CHILMEAD, Edmund, a deeply-read mathematician, and well skilled both in the theory and practice of music. He was born at Stow in the Wold in Gloucestershire, and became one of the clerks of Magdalen college, Oxford. About the year 1632 he was nominated one of the chaplains of Christ church; but being ejected by the parliament visitors in 1648, he came to London, and took lodgings in the old printing-office of Thomas Este in Aldersgate Street. In a large room of this house he held a weekly music meeting, from the profits of which his chief subsistence was derived. Chilmead was an excellent Greek scholar, and was employed to draw up a catalogue of the Greek MSS. in the Bodleian library. Wood mentions a treatise of his "De Sonis," which does not appear to have been printed. His tract, "De Musica Antiqua Græca," printed at the end of the Oxford edition of Aratus in 1672, contains a designation of the ancient genera, agreeable to the sentiments of Boethius, with a general enumeration of the modes; after which follows three odes of Dionysius, with the Greek musical characters adapted to the notes of Guido's scale. This learned man died in 1654, in the forty-third year of his age, and was interred in the church of St. Botolph Without, Aldersgate.—E. F. R.

CHILON, a Lacedemonian, one of the seven sages of Greece, flourished about the year 590 b.c. The institution of the ephoralty is erroneously ascribed to Chilon. He died of joy, it is said, when his son gained a prize at the Olympic games.

CHILPERIC I., one of the four sons of Clotaire I., attempted, at his father's death, to get possession of the undivided sovereignty, but was compelled to content himself with the kingdom of Soissons or Neustria in 562. Having divorced his first wife, and caused his second to be strangled, he raised to their place his former mistress, the infamous Fredegonda; and her influence, in conjunction with his own licentious ambition, plunged him into a series of wars and crimes, which terminated with his assassination in 583, when engaged in an attempt to dispossess his brother Guntram of Burgundy.—W. B.
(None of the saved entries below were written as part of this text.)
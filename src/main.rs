mod atomic_write;
mod config;
mod convert;
mod file_matching;
mod serde_glob;

use anyhow::Result;
use clap::Parser;
use config::{PartialConfig, load_config};
use convert::convert;
use env_logger::{Builder, Env};
use glob::Pattern;
use log::debug;
use std::{
    io::{self, Write as _},
    path::PathBuf,
};

#[derive(Parser)]
#[command(
    name = "tabs2spaces",
    version,
    about = "Replace tabs with spaces in files, in place"
)]
struct Cli {
    /// Files or directories to convert. Directories are searched recursively
    /// for files whose names match the pattern; files are always converted.
    #[arg(default_value = "src")]
    targets: Vec<PathBuf>,

    /// Number of spaces to replace each tab with [default: 4].
    #[arg(short, long)]
    spaces: Option<usize>,

    /// Glob matched against file names in directories [default: *.java].
    #[arg(short, long)]
    pattern: Option<Pattern>,

    /// JSON5 config file with `pattern` and `spaces` keys. No config file is
    /// read unless this is given.
    #[arg(short, long)]
    config: Option<PathBuf>,

    #[arg(short, long)]
    quiet: bool,

    /// Print a sample config file.
    #[arg(long)]
    sample_config: bool,
}

fn main() -> Result<()> {
    let cli = Cli::parse();

    let default_level = if cli.quiet { "warn" } else { "info" };
    let env = Env::new()
        .filter_or("TABS2SPACES_LOG", default_level)
        .write_style("TABS2SPACES_LOG_STYLE");
    Builder::from_env(env)
        .format_timestamp(None)
        .format_target(false)
        .init();

    if cli.sample_config {
        print!("{}", include_str!("../sample_config.json5"));
        return Ok(());
    }

    run(cli)
}

fn run(cli: Cli) -> Result<()> {
    let overrides = PartialConfig {
        pattern: cli.pattern,
        spaces: cli.spaces,
    };
    let config = load_config(cli.config.as_deref(), overrides)?;
    debug!(
        "Replacing tabs with {} spaces in files matching '{}'",
        config.spaces, config.pattern
    );

    let mut stdout = io::stdout().lock();

    // Targets are independent but the first error stops everything.
    for target in &cli.targets {
        convert(target, &config, &mut stdout)?;
    }

    stdout.flush()?;
    Ok(())
}
/// Default location of the glyph table in memory.
pub const FONT_START_ADDRESS: u16 = 0x50;

/// Bytes per glyph.
pub const FONT_GLYPH_SIZE: u16 = 5;

/// Hexadecimal digit sprites 0-F, 4 pixels wide and 5 rows tall.
pub const FONT: [u8; 80] = [
    0xF0, 0x90, 0x90, 0x90, 0xF0, // 0
    0x20, 0x60, 0x20, 0x20, 0x70, // 1
    0xF0, 0x10, 0xF0, 0x80, 0xF0, // 2
    0xF0, 0x10, 0xF0, 0x10, 0xF0, // 3
    0x90, 0x90, 0xF0, 0x10, 0x10, // 4
    0xF0, 0x80, 0xF0, 0x10, 0xF0, // 5
    0xF0, 0x80, 0xF0, 0x90, 0xF0, // 6
    0xF0, 0x10, 0x20, 0x40, 0x40, // 7
    0xF0, 0x90, 0xF0, 0x90, 0xF0, // 8
    0xF0, 0x90, 0xF0, 0x10, 0xF0, // 9
    0xF0, 0x90, 0xF0, 0x90, 0x90, // A
    0xE0, 0x90, 0xE0, 0x90, 0xE0, // B
    0xF0, 0x80, 0x80, 0x80, 0xF0, // C
    0xE0, 0x90, 0x90, 0x90, 0xE0, // D
    0xF0, 0x80, 0xF0, 0x80, 0xF0, // E
    0xF0, 0x80, 0xF0, 0x80, 0x80, // F
];
use crate::font::{FONT, FONT_START_ADDRESS};

pub const MEMORY_SIZE: usize = 4096;

/// Flat 4KB byte store with the hexadecimal font preloaded.
///
/// Every address is reduced modulo [`MEMORY_SIZE`], so reads and writes never fail.
pub struct Memory {
    bytes: Box<[u8; MEMORY_SIZE]>,
    font_offset: u16,
}

impl Memory {
    pub fn new() -> Self {
        Self::with_font_offset(FONT_START_ADDRESS)
    }

    /// Creates a memory whose glyph table starts at `font_offset`.
    pub fn with_font_offset(font_offset: u16) -> Self {
        let mut memory = Self {
            bytes: Box::new([0; MEMORY_SIZE]),
            font_offset,
        };
        memory.write_font();
        memory
    }

    pub fn fetch(&self, address: u16) -> u8 {
        self.bytes[Self::wrap(address)]
    }

    pub fn write(&mut self, address: u16, value: u8) {
        self.bytes[Self::wrap(address)] = value;
    }

    /// Copies `data` starting at `origin`, wrapping past the end of memory.
    pub fn load(&mut self, origin: u16, data: &[u8]) {
        let mut address = origin;
        for &byte in data {
            self.write(address, byte);
            address = address.wrapping_add(1);
        }
    }

    /// Base address of the glyph table.
    pub fn font(&self) -> u16 {
        self.font_offset
    }

    /// Zeroes the store and rewrites the glyph table.
    pub fn reset(&mut self) {
        self.bytes.fill(0);
        self.write_font();
    }

    fn write_font(&mut self) {
        for (i, &byte) in FONT.iter().enumerate() {
            self.write(self.font_offset.wrapping_add(i as u16), byte);
        }
    }

    fn wrap(address: u16) -> usize {
        address as usize % MEMORY_SIZE
    }
}

impl Default for Memory {
    fn default() -> Self {
        Self::new()
    }
}

#[cfg(test)]
mod tests {
    use super::*;

    #[test]
    fn write_then_fetch() {
        let mut memory = Memory::new();
        memory.write(0x300, 0xAB);
        assert_eq!(memory.fetch(0x300), 0xAB);
    }

    #[test]
    fn addresses_wrap_around_memory_size() {
        let mut memory = Memory::new();
        memory.write(0x1123, 0x42);
        assert_eq!(memory.fetch(0x123), 0x42);
        assert_eq!(memory.fetch(0x3123), 0x42);
        assert_eq!(memory.fetch(0xF123), 0x42);

        memory.write(0x0FFF, 0x17);
        assert_eq!(memory.fetch(0xFFFF), 0x17);
    }

    #[test]
    fn font_is_preloaded_at_default_offset() {
        let memory = Memory::new();
        assert_eq!(memory.font(), 0x50);
        assert_eq!(memory.fetch(0x50), 0xF0);
        // 'A' glyph
        assert_eq!(memory.fetch(0x82), 0xF0);
        assert_eq!(memory.fetch(0x83), 0x90);
    }

    #[test]
    fn custom_font_offset() {
        let memory = Memory::with_font_offset(0x000);
        assert_eq!(memory.font(), 0);
        assert_eq!(memory.fetch(0x05), 0x20);
        assert_eq!(memory.fetch(0x50), 0x00);
    }

    #[test]
    fn reset_restores_font_and_clears_the_rest() {
        let mut memory = Memory::new();
        memory.write(0x50, 0x00);
        memory.write(0x200, 0xFF);
        memory.reset();
        assert_eq!(memory.fetch(0x50), 0xF0);
        assert_eq!(memory.fetch(0x200), 0x00);
    }

    #[test]
    fn load_wraps_past_the_end() {
        let mut memory = Memory::new();
        memory.load(0xFFE, &[1, 2, 3]);
        assert_eq!(memory.fetch(0xFFE), 1);
        assert_eq!(memory.fetch(0xFFF), 2);
        assert_eq!(memory.fetch(0x000), 3);
    }
}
CHILPERIC II., a reputed son of Childeric II., was placed upon the throne of Neustria at the death of Dagobert III. He was a man of considerable energy, and attempted to enlarge his territories by the conquest of Austrasia. But he had to cope with a formidable opponent in the celebrated Charles Martel; and, notwithstanding the aid of Eudes of Aquitaine, he was compelled in 719, to accept terms, which, while they gave him the nominal sovereignty of the Frankish empire, placed the whole power in the hands of Martel.—W. B.
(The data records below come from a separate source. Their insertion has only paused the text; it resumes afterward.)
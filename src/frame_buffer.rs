use parking_lot::Mutex;

pub const DISPLAY_X: usize = 64;
pub const DISPLAY_Y: usize = 32;

/// A type alias for the CHIP-8 display buffer representation
pub type Display<T> = [[T; DISPLAY_X]; DISPLAY_Y];

/// 64x32 monochrome bitmap shared between the VM thread and the renderer.
///
/// Pixels are only ever toggled by sprite draws, except for [`FrameBuffer::clear`].
/// Each operation holds the lock for its whole duration, so readers never see
/// a half-drawn sprite.
pub struct FrameBuffer {
    pixels: Mutex<Display<bool>>,
}

impl FrameBuffer {
    pub fn new() -> Self {
        Self {
            pixels: Mutex::new([[false; DISPLAY_X]; DISPLAY_Y]),
        }
    }

    pub fn clear(&self) {
        *self.pixels.lock() = [[false; DISPLAY_X]; DISPLAY_Y];
    }

    /// XORs `sprite` onto the display with its top-left corner at (`x`, `y`).
    ///
    /// The origin wraps around the screen, the sprite body is clipped at the
    /// right and bottom edges. Returns true if any pixel was switched off.
    pub fn draw_sprite(&self, sprite: &[u8], x: u8, y: u8) -> bool {
        let x_pos = x as usize % DISPLAY_X;
        let y_pos = y as usize % DISPLAY_Y;

        // Don't draw out of bounds
        let row_count = std::cmp::min(sprite.len(), DISPLAY_Y - y_pos);
        let col_count = std::cmp::min(8, DISPLAY_X - x_pos);

        let mut pixels = self.pixels.lock();
        let mut any_erased = false;
        for (row, &sprite_byte) in sprite.iter().take(row_count).enumerate() {
            for col in 0..col_count {
                if (sprite_byte & (0x80 >> col)) != 0 {
                    let pixel = &mut pixels[y_pos + row][x_pos + col];
                    *pixel ^= true;

                    if !*pixel {
                        any_erased = true;
                    }
                }
            }
        }

        any_erased
    }

    /// Independent copy of the current pixels.
    pub fn snapshot(&self) -> Display<bool> {
        *self.pixels.lock()
    }

    /// State of a single pixel (true = on).
    pub fn pixel(&self, y: usize, x: usize) -> bool {
        self.pixels.lock()[y % DISPLAY_Y][x % DISPLAY_X]
    }
}

impl Default for FrameBuffer {
    fn default() -> Self {
        Self::new()
    }
}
CHIPMAN, Nathaniel, LL.D., an eminent jurist and senator of Vermont in New England, was born at Salisbury, Connecticut, in 1752, entered Yale college in 1773, quitted it to join the American army as a lieutenant in 1777, and received his degree as A.B. while absent in the field. He spent the winter at Valley Forge, was present at the battle of Monmouth, and then resigned his commission, and began the study of law. He commenced practice in Rutland county, Vermont, and soon became a leader of the bar, being employed in every important case. At several different periods he was chief-justice of Vermont, and from 1798 till 1804, a senator of the United States. In 1796 he was appointed to revise the laws of the state, and nearly all the revised statutes of the following year were written by him. In 1816 he was appointed professor of law in Middlebury college. He published a volume of reports and legal dissertations, and a work on the "Principles of Government." He died in 1843.—F. B.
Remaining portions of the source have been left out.